SATUIT PROPERTIES LIMITED v THE COMMISSIONER OF INLAND REVENUE [2014] NZHC 1300 [6
June 2014]
[3] Rule 31.22 provides that an application for extension or
abridgment of prescribed time periods may be made by interlocutory
application
without leave.
[4] The defendant relies on the following grounds:
(a) It was unable to consult its solicitor until 17 February
2014.
(b) The matter has a complicated background, and the defendant had to
obtain access to records stored offsite since 2010.

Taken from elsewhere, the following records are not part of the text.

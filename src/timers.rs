/// Fire-once timers keyed by a monotonic millisecond clock.
/// Payloads come back out of `drain_due` once their due time has passed.
#[derive(Debug)]
pub struct TimerQueue<T> {
    pending: Vec<Timer<T>>,
}

#[derive(Debug, Clone, PartialEq)]
pub struct Timer<T> {
    pub due_ms: f64,
    pub payload: T,
}

impl<T> TimerQueue<T> {
    pub fn new() -> Self {
        Self {
            pending: Vec::new(),
        }
    }

    pub fn schedule(&mut self, due_ms: f64, payload: T) {
        self.pending.push(Timer { due_ms, payload });
    }

    /// Remove and return every timer due at or before `now_ms`, earliest first
    pub fn drain_due(&mut self, now_ms: f64) -> Vec<Timer<T>> {
        let mut due = Vec::new();
        let mut index = 0;
        while index < self.pending.len() {
            if self.pending[index].due_ms <= now_ms {
                due.push(self.pending.swap_remove(index));
            } else {
                index += 1;
            }
        }
        due.sort_by(|a, b| a.due_ms.total_cmp(&b.due_ms));
        due
    }

    pub fn pending(&self) -> impl Iterator<Item = &Timer<T>> {
        self.pending.iter()
    }

    pub fn len(&self) -> usize {
        self.pending.len()
    }

    pub fn is_empty(&self) -> bool {
        self.pending.is_empty()
    }

    pub fn clear(&mut self) {
        self.pending.clear();
    }
}

impl<T> Default for TimerQueue<T> {
    fn default() -> Self {
        Self::new()
    }
}
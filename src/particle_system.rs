use std::collections::VecDeque;
use std::f32::consts::TAU;

use glam::Vec2;
use rand::rngs::StdRng;
use rand::{Rng, SeedableRng};

use crate::config::{FieldConfig, DEFAULT_PALETTE};
use crate::draw::{DrawSurface, TriangleInstance};
use crate::timers::TimerQueue;

/// Flicker triangles are always white
pub const FLICKER_COLOR: [u8; 3] = [255, 255, 255];

/// Drawing surface in pixels: viewport width by twice the viewport height,
/// so the host can slide it up by one screen per section.
#[derive(Debug, Clone, Copy, PartialEq, Default)]
pub struct SurfaceSize {
    pub width: f32,
    pub height: f32,
}

impl SurfaceSize {
    pub fn for_viewport(viewport_width: f32, viewport_height: f32) -> Self {
        Self {
            width: viewport_width.max(0.0),
            height: viewport_height.max(0.0) * 2.0,
        }
    }

    pub fn min_dimension(&self) -> f32 {
        self.width.min(self.height)
    }

    pub fn is_empty(&self) -> bool {
        self.width <= 0.0 || self.height <= 0.0
    }
}

/// One past position of a trailing triangle
#[derive(Debug, Clone, Copy, PartialEq)]
pub struct TrailSample {
    pub position: Vec2,
    pub angle: f32,
}

/// A single animated triangle
#[derive(Debug, Clone, PartialEq)]
pub struct Triangle {
    pub size: f32,
    pub center: Vec2,
    pub angle: f32,
    pub rotation_speed: f32,
    pub color: [u8; 3],
    pub velocity: Vec2,
    /// Delay between creation and first appearance
    pub spawn_delay_ms: f64,
    /// Absolute time at which the triangle starts moving and drawing
    pub spawn_at_ms: f64,
    pub opacity: f32,
    /// Set for flicker triangles once they are inserted
    pub flicker_start_ms: Option<f64>,
    /// Newest sample first; `None` for triangles without a trail
    pub trail: Option<VecDeque<TrailSample>>,
}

(c) A draft statement of defence was provided to the Commissioner on
27 February 2014.
(d) “The [defendant] contends that the evidence confirms that it
was not liable to pay the sum sought, and these proceedings
are ill
founded”.
[5] The application is supported by an affidavit of Mr Nicholls, a director
of the defendant.
[6] The plaintiff filed a notice of opposition on 25 March 2013. The grounds
of opposition are:
(a) Pursuant to section 109 of the Tax Administration Act 1994, the
High Court does not have the jurisdiction to hear
and determine a tax
dispute in relation to the assessments or amounts of penalties and interest that
have been imposed and which
have been claimed in the Plaintiff’s Statement
of Claim;
(b) Jurisdiction to hear tax disputes is vested in the Taxation Review
Authority and the High Court, when a valid challenge
to assessments has been
made in a timely fashion;
(c) The defendant company has filed its statement of defence outside the statutory timeframe of 10 days;
(d) The defendant company has disclosed no arguable defence in its
statement of defence;
[7] In support of its opposition, the plaintiff relies on an affidavit
of Ms La’aiva, a case officer of the Inland Revenue
Department who has
been assigned to deal with the defendant’s tax affairs.
Background
[8] Mr Nicholls’ evidence was that around 2006 the
defendant company embarked on a project developing a former
wool store known as
Shed 5 at Ahuriri. There was to be ground floor retail premises, some first
floor commercial offices, and the
balance would be residential apartments. The
residential units were to be sold from the plans.
[9] A number of sale agreements were entered into, but difficulties
arose with the project and a number of the sale agreements
were
cancelled. Five contracts remained on foot.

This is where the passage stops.